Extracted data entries
>>

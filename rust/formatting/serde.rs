use crate::formatting::{
    FormatterConfig, NumberLocale, NumberOptions, PluralForm, SeriesAndNumber, WordFormsTable,
};
use crate::json::JSON;

impl JSON for FormatterConfig {}
impl JSON for NumberLocale {}
impl JSON for NumberOptions {}
impl JSON for PluralForm {}
impl JSON for WordFormsTable {}
impl JSON for SeriesAndNumber {}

<<

Try it
Restate word for word the lines above, beginning with the one that contains "impl JSON for PluralForm" and ending with the last line.

Task solution
impl JSON for PluralForm {}
impl JSON for WordFormsTable {}
impl JSON for SeriesAndNumber {}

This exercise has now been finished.